The cost and shortage of fertilizers is a global challenge right now for various reasons, mainly the war in Ukraine. Prices for the raw materials that make up the fertilizer market – ammonia, nitrogen, nitrates, phosphates, potash and sulfates – have risen 30% since Russia invaded Ukraine. In 2021, Russia was the world’s largest exporter of nitrogen fertilizers and the second largest supplier of potassium and phosphorus fertilizers, according to the Food and Agriculture Organization of the United Nations.

Proposals to scrap zero rates on fertilizers at a time when farmers cannot afford the already high prices have heightened fears that the country could exacerbate famine as smallholder farmers who make up the majority of producers plant without fertilizer due to high cost.

Farmers cannot afford to produce without fertilizer because the soils in our country have become tired and unproductive. But the rate of adoption and use of fertilizers has been dismal. Studies have indicated that the average rate of fertilizer application in various countries in sub-Saharan Africa, including Kenya, is dismal, which has had an effect on productivity and has more than tripled the food deficit.

A report by the African Development Bank shows that fertilizer use stands at 15 kilograms per hectare against the global rate of 137 kilograms and lagging behind the 2006 Abuja Declaration of 50 kilograms per hectare.

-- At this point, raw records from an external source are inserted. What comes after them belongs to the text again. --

use std::time::Instant;

use axum::{
    extract::{multipart::MultipartRejection, Multipart, State},
    Json,
};
use tracing::{debug, warn};

use datasync_core::models::UploadKind;
use datasync_domain::{UploadIngestor, UploadStatus};

use crate::routes::AppState;

/// multipart 表单中的 `nodename` 与 `uploaded` 字段
#[derive(Debug, Default)]
struct UploadForm {
    node_name: Option<String>,
    file: Option<(String, Vec<u8>)>,
}

pub async fn log_upload(
    State(state): State<AppState>,
    multipart: Result<Multipart, MultipartRejection>,
) -> Json<&'static str> {
    handle_upload(&state, UploadKind::Log, multipart).await
}

pub async fn key_upload(
    State(state): State<AppState>,
    multipart: Result<Multipart, MultipartRejection>,
) -> Json<&'static str> {
    handle_upload(&state, UploadKind::Key, multipart).await
}

async fn handle_upload(
    state: &AppState,
    kind: UploadKind,
    multipart: Result<Multipart, MultipartRejection>,
) -> Json<&'static str> {
    let form = match multipart {
        Ok(multipart) => read_form(multipart).await,
        Err(rejection) => {
            warn!(kind = %kind, error = %rejection, "upload without multipart body");
            UploadForm::default()
        }
    };

    let Some((filename, bytes)) = form.file else {
        return Json(UploadStatus::NothingPosted.message(kind));
    };

    let size = bytes.len();
    let start = Instant::now();
    let written = state
        .uploads
        .ingest(kind, form.node_name.as_deref(), &filename, bytes)
        .await;
    state.metrics.record_upload(kind, written, size);
    debug!(kind = %kind, size, elapsed_ms = start.elapsed().as_millis() as u64, "upload handled");

    Json(UploadIngestor::status(written).message(kind))
}

/// 读取表单字段；读取中途出错时保留已读到的内容
async fn read_form(mut multipart: Multipart) -> UploadForm {
    let mut form = UploadForm::default();
    loop {
        let field = match multipart.next_field().await {
            Ok(Some(field)) => field,
            Ok(None) => break,
            Err(e) => {
                warn!(error = %e, "读取multipart字段失败");
                break;
            }
        };

        match field.name() {
            Some("nodename") => match field.text().await {
                Ok(name) if !name.is_empty() => form.node_name = Some(name),
                Ok(_) => {}
                Err(e) => warn!(error = %e, "读取nodename失败"),
            },
            Some("uploaded") => {
                let filename = field.file_name().unwrap_or_default().to_string();
                match field.bytes().await {
                    Ok(bytes) => form.file = Some((filename, bytes.to_vec())),
                    Err(e) => warn!(filename = %filename, error = %e, "读取上传内容失败"),
                }
            }
            _ => {}
        }
    }
    form
}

The declaration was made by African leaders in 2006 to improve farmers’ access to affordable fertilizers and increase the level of fertilizer use.

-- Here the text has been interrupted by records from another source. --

use async_trait::async_trait;
use datasync_core::models::RunSample;
use datasync_core::traits::RunSampleRepository;
use datasync_core::{SyncError, SyncResult};
use sqlx::{Row, SqlitePool};
use tracing::debug;

const SAMPLE_COLUMNS: &str =
    "id, run_id, sample_id, filename, complete, sequence, vial_number, method_number";

/// RunSample 仓储
///
/// 每个写操作都是独立的自动提交语句，不加行锁。
pub struct SqliteRunSampleRepository {
    pool: SqlitePool,
}

impl SqliteRunSampleRepository {
    pub fn new(pool: SqlitePool) -> Self {
        Self { pool }
    }

    fn row_to_sample(row: &sqlx::sqlite::SqliteRow) -> SyncResult<RunSample> {
        Ok(RunSample {
            id: row.try_get("id")?,
            run_id: row.try_get("run_id")?,
            sample_id: row.try_get("sample_id")?,
            filename: row.try_get("filename")?,
            complete: row.try_get("complete")?,
            sequence: row.try_get("sequence")?,
            vial_number: row.try_get("vial_number")?,
            method_number: row.try_get("method_number")?,
        })
    }
}

#[async_trait]
impl RunSampleRepository for SqliteRunSampleRepository {
    async fn find_by_id(&self, id: i64) -> SyncResult<Option<RunSample>> {
        let row = sqlx::query(&format!("SELECT {SAMPLE_COLUMNS} FROM run_samples WHERE id = $1"))
            .bind(id)
            .fetch_optional(&self.pool)
            .await
            .map_err(SyncError::Database)?;

        row.as_ref().map(Self::row_to_sample).transpose()
    }

    async fn find_with_files_by_run(&self, run_id: i64) -> SyncResult<Vec<RunSample>> {
        let rows = sqlx::query(&format!(
            r#"
            SELECT {SAMPLE_COLUMNS} FROM run_samples
            WHERE run_id = $1 AND filename IS NOT NULL AND filename != ''
            ORDER BY sequence, id
            "#
        ))
        .bind(run_id)
        .fetch_all(&self.pool)
        .await
        .map_err(SyncError::Database)?;

        rows.iter().map(Self::row_to_sample).collect()
    }

    async fn set_complete(&self, id: i64, complete: bool) -> SyncResult<()> {
        let result = sqlx::query("UPDATE run_samples SET complete = $2 WHERE id = $1")
            .bind(id)
            .bind(complete)
            .execute(&self.pool)
            .await
            .map_err(SyncError::Database)?;

        if result.rows_affected() == 0 {
            return Err(SyncError::RunSampleNotFound { id });
        }

        debug!("更新RunSample完成标记: {} -> {}", id, complete);
        Ok(())
    }

    async fn mark_all_complete(&self, run_id: i64) -> SyncResult<u64> {
        let result = sqlx::query("UPDATE run_samples SET complete = 1 WHERE run_id = $1")
            .bind(run_id)
            .execute(&self.pool)
            .await
            .map_err(SyncError::Database)?;

        debug!("Run {} 的 {} 个样本已标记完成", run_id, result.rows_affected());
        Ok(result.rows_affected())
    }

    async fn update(&self, sample: &RunSample) -> SyncResult<()> {
        let result = sqlx::query(
            r#"
            UPDATE run_samples
            SET filename = $2, sequence = $3, vial_number = $4, method_number = $5
            WHERE id = $1
            "#,
        )
        .bind(sample.id)
        .bind(&sample.filename)
        .bind(sample.sequence)
        .bind(sample.vial_number)
        .bind(sample.method_number)
        .execute(&self.pool)
        .await
        .map_err(SyncError::Database)?;

        if result.rows_affected() == 0 {
            return Err(SyncError::RunSampleNotFound { id: sample.id });
        }

        debug!("更新RunSample成功: {}", sample.id);
        Ok(())
    }
}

Since the start of 2020, nitrogen fertilizer prices have quadrupled, while phosphate and potash prices have more than tripled

While farmers in developed markets have benefited from high agricultural commodity prices, helping to partially offset high input prices, demand destruction is increasingly likely due to high prices and supply shortages. .

Economies around the world are already facing historically high inflation due in large part to soaring food and energy prices. The United Nations Food and Agriculture Index shows food prices are at an all-time high, and Lawson suggested that a prolonged period of fertilizer shortages will affect long-term agricultural yields.

As Kenyan farmers grapple with many traditional and emerging threats including pests, diseases and climate change, access to critical inputs like fertilizer should be improved to ease their pain. The high cost of fertilizer means less planting and lower yields, which means more food imports and less local production, which will fuel food insecurity.

As the National Assembly begins to debate the Finance Bill 2022, it must be aware of the plight of farmers and reduce VAT on fertilizers to 0%, reduce import duties such as import declaration tax (IDF) and the Railway Development Tax (RDL) at 0 percent to save farmers.

But more importantly, the government should seek constant dialogue with actors in the agricultural sector, including farmers and the private sector, with the aim of finding sustainable and sustainable solutions that create an enabling environment for farmers to easily produce food and agriculture, the lifeline of the economy, flourish.